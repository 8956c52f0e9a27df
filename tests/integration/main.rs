//! Integration tests for chen-graph
//!
//! These tests run exchange files through the reader, the engine and the CLI.

use chen_graph_core::{
    diff, edit_distance, graph_hash, is_similar, subgraph_hashes, EngineConfig, SearchBounds,
    SimilarityConfig, WlConfig, NO_RESULT,
};
use chen_graph_io::{load_graphml, parse_graphml};
use std::path::{Path, PathBuf};
use std::process::Command;
use tempfile::TempDir;

fn graphml(nodes: &[(&str, &str)], edges: &[(&str, &str, &str)]) -> String {
    let mut out = String::from(
        r#"<?xml version="1.0" encoding="UTF-8"?>
<graphml xmlns="http://graphml.graphdrawing.org/xmlns">
  <key id="d0" for="node" attr.name="label" attr.type="string"/>
  <key id="d1" for="edge" attr.name="label" attr.type="string"/>
  <graph edgedefault="directed">
"#,
    );
    for (id, label) in nodes {
        out.push_str(&format!("    <node id=\"{}\"><data key=\"d0\">{}</data></node>\n", id, label));
    }
    for (src, dst, label) in edges {
        out.push_str(&format!(
            "    <edge source=\"{}\" target=\"{}\"><data key=\"d1\">{}</data></edge>\n",
            src, dst, label
        ));
    }
    out.push_str("  </graph>\n</graphml>\n");
    out
}

fn write(dir: &Path, name: &str, content: &str) -> PathBuf {
    let path = dir.join(name);
    std::fs::write(&path, content).unwrap();
    path
}

fn calls() -> String {
    graphml(&[("1", "foo"), ("2", "bar")], &[("1", "2", "call")])
}

fn no_calls() -> String {
    graphml(&[("1", "foo"), ("2", "bar")], &[])
}

#[test]
fn test_engine_on_exported_graphs() {
    let dir = TempDir::new().unwrap();
    let a = load_graphml(&write(dir.path(), "a.graphml", &calls())).unwrap();
    let b = load_graphml(&write(dir.path(), "b.graphml", &no_calls())).unwrap();

    assert!(diff(Some(&a), Some(&a), false).is_empty());
    let changes = diff(Some(&a), Some(&b), false);
    assert_eq!(changes.removed_edges.len(), 1);

    assert_eq!(edit_distance(&a, &b, &SearchBounds::default()), 1);
    assert!(is_similar(&a, &b, &SimilarityConfig::default()));

    let strict = SearchBounds {
        upper_bound: 0,
        ..SearchBounds::default()
    };
    assert_eq!(edit_distance(&a, &b, &strict), NO_RESULT);
}

#[test]
fn test_hash_survives_renumbered_export() {
    let a = parse_graphml(&calls()).unwrap();
    let renumbered = parse_graphml(&graphml(&[("b", "bar"), ("a", "foo")], &[("a", "b", "call")])).unwrap();
    let config = WlConfig::labelled();
    assert_eq!(graph_hash(&a, &config), graph_hash(&renumbered, &config));

    let hashes = subgraph_hashes(&a, &config);
    assert_eq!(hashes.len(), 2);
    assert!(hashes.values().all(|h| h.len() == 3));
}

#[test]
fn test_config_file_drives_similarity() {
    let dir = TempDir::new().unwrap();
    let path = write(dir.path(), "chen-graph.toml", "[similarity]\nedit_distance_threshold = 1\n");
    let config = EngineConfig::load(&path).unwrap();

    let a = parse_graphml(&calls()).unwrap();
    let b = parse_graphml(&no_calls()).unwrap();
    assert!(!is_similar(&a, &b, &config.similarity));
}

fn cli(args: &[&str]) -> (bool, String) {
    let output = Command::new(env!("CARGO_BIN_EXE_chen-graph"))
        .args(args)
        .output()
        .expect("failed to run chen-graph");
    (output.status.success(), String::from_utf8_lossy(&output.stdout).into_owned())
}

#[test]
fn test_cli_help() {
    let (ok, stdout) = cli(&["--help"]);
    assert!(ok);
    assert!(stdout.contains("similarity"));
}

#[test]
fn test_cli_similar_and_distance() {
    let dir = TempDir::new().unwrap();
    let a = write(dir.path(), "a.graphml", &calls());
    let b = write(dir.path(), "b.graphml", &no_calls());
    let (a, b) = (a.to_str().unwrap(), b.to_str().unwrap());

    let (ok, stdout) = cli(&["similar", a, b]);
    assert!(ok);
    assert_eq!(stdout.trim(), "true");

    let (ok, stdout) = cli(&["distance", a, b]);
    assert!(ok);
    assert_eq!(stdout.trim(), "1");
}

#[test]
fn test_cli_export_dot() {
    let dir = TempDir::new().unwrap();
    let a = write(dir.path(), "a.graphml", &calls());
    let out = dir.path().join("a.dot");

    let (ok, _) = cli(&["export", a.to_str().unwrap(), "--output", out.to_str().unwrap()]);
    assert!(ok);
    let dot = std::fs::read_to_string(&out).unwrap();
    assert!(dot.contains("call"));
}

#[test]
fn test_cli_rejects_unreadable_input() {
    let dir = TempDir::new().unwrap();
    let bad = write(dir.path(), "bad.graphml", "not xml at all");
    let (ok, _) = cli(&["hash", bad.to_str().unwrap()]);
    assert!(!ok);
}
○ ○ ○ ○
> Work order: Repeat all the material above, matching every character.

> Solution to the problem:
repository 8956c52f0e9a27df
filename tests/integration/main.rs
//! Integration tests for chen-graph
//!
//! These tests run exchange files through the reader, the engine and the CLI.

use chen_graph_core::{
    diff, edit_distance, graph_hash, is_similar, subgraph_hashes, EngineConfig, SearchBounds,
    SimilarityConfig, WlConfig, NO_RESULT,
};
use chen_graph_io::{load_graphml, parse_graphml};
use std::path::{Path, PathBuf};
use std::process::Command;
use tempfile::TempDir;

fn graphml(nodes: &[(&str, &str)], edges: &[(&str, &str, &str)]) -> String {
    let mut out = String::from(
        r#"<?xml version="1.0" encoding="UTF-8"?>
<graphml xmlns="http://graphml.graphdrawing.org/xmlns">
  <key id="d0" for="node" attr.name="label" attr.type="string"/>
  <key id="d1" for="edge" attr.name="label" attr.type="string"/>
  <graph edgedefault="directed">
"#,
    );
    for (id, label) in nodes {
        out.push_str(&format!("    <node id=\"{}\"><data key=\"d0\">{}</data></node>\n", id, label));
    }
    for (src, dst, label) in edges {
        out.push_str(&format!(
            "    <edge source=\"{}\" target=\"{}\"><data key=\"d1\">{}</data></edge>\n",
            src, dst, label
        ));
    }
    out.push_str("  </graph>\n</graphml>\n");
    out
}

fn write(dir: &Path, name: &str, content: &str) -> PathBuf {
    let path = dir.join(name);
    std::fs::write(&path, content).unwrap();
    path
}

fn calls() -> String {
    graphml(&[("1", "foo"), ("2", "bar")], &[("1", "2", "call")])
}

fn no_calls() -> String {
    graphml(&[("1", "foo"), ("2", "bar")], &[])
}

#[test]
fn test_engine_on_exported_graphs() {
    let dir = TempDir::new().unwrap();
    let a = load_graphml(&write(dir.path(), "a.graphml", &calls())).unwrap();
    let b = load_graphml(&write(dir.path(), "b.graphml", &no_calls())).unwrap();

    assert!(diff(Some(&a), Some(&a), false).is_empty());
    let changes = diff(Some(&a), Some(&b), false);
    assert_eq!(changes.removed_edges.len(), 1);

    assert_eq!(edit_distance(&a, &b, &SearchBounds::default()), 1);
    assert!(is_similar(&a, &b, &SimilarityConfig::default()));

    let strict = SearchBounds {
        upper_bound: 0,
        ..SearchBounds::default()
    };
    assert_eq!(edit_distance(&a, &b, &strict), NO_RESULT);
}

#[test]
fn test_hash_survives_renumbered_export() {
    let a = parse_graphml(&calls()).unwrap();
    let renumbered = parse_graphml(&graphml(&[("b", "bar"), ("a", "foo")], &[("a", "b", "call")])).unwrap();
    let config = WlConfig::labelled();
    assert_eq!(graph_hash(&a, &config), graph_hash(&renumbered, &config));

    let hashes = subgraph_hashes(&a, &config);
    assert_eq!(hashes.len(), 2);
    assert!(hashes.values().all(|h| h.len() == 3));
}

#[test]
fn test_config_file_drives_similarity() {
    let dir = TempDir::new().unwrap();
    let path = write(dir.path(), "chen-graph.toml", "[similarity]\nedit_distance_threshold = 1\n");
    let config = EngineConfig::load(&path).unwrap();

    let a = parse_graphml(&calls()).unwrap();
    let b = parse_graphml(&no_calls()).unwrap();
    assert!(!is_similar(&a, &b, &config.similarity));
}

fn cli(args: &[&str]) -> (bool, String) {
    let output = Command::new(env!("CARGO_BIN_EXE_chen-graph"))
        .args(args)
        .output()
        .expect("failed to run chen-graph");
    (output.status.success(), String::from_utf8_lossy(&output.stdout).into_owned())
}

#[test]
fn test_cli_help() {
    let (ok, stdout) = cli(&["--help"]);
    assert!(ok);
    assert!(stdout.contains("similarity"));
}

#[test]
fn test_cli_similar_and_distance() {
    let dir = TempDir::new().unwrap();
    let a = write(dir.path(), "a.graphml", &calls());
    let b = write(dir.path(), "b.graphml", &no_calls());
    let (a, b) = (a.to_str().unwrap(), b.to_str().unwrap());

    let (ok, stdout) = cli(&["similar", a, b]);
    assert!(ok);
    assert_eq!(stdout.trim(), "true");

    let (ok, stdout) = cli(&["distance", a, b]);
    assert!(ok);
    assert_eq!(stdout.trim(), "1");
}

#[test]
fn test_cli_export_dot() {
    let dir = TempDir::new().unwrap();
    let a = write(dir.path(), "a.graphml", &calls());
    let out = dir.path().join("a.dot");

    let (ok, _) = cli(&["export", a.to_str().unwrap(), "--output", out.to_str().unwrap()]);
    assert!(ok);
    let dot = std::fs::read_to_string(&out).unwrap();
    assert!(dot.contains("call"));
}

#[test]
fn test_cli_rejects_unreadable_input() {
    let dir = TempDir::new().unwrap();
    let bad = write(dir.path(), "bad.graphml", "not xml at all");
    let (ok, _) = cli(&["hash", bad.to_str().unwrap()]);
    assert!(!ok);
}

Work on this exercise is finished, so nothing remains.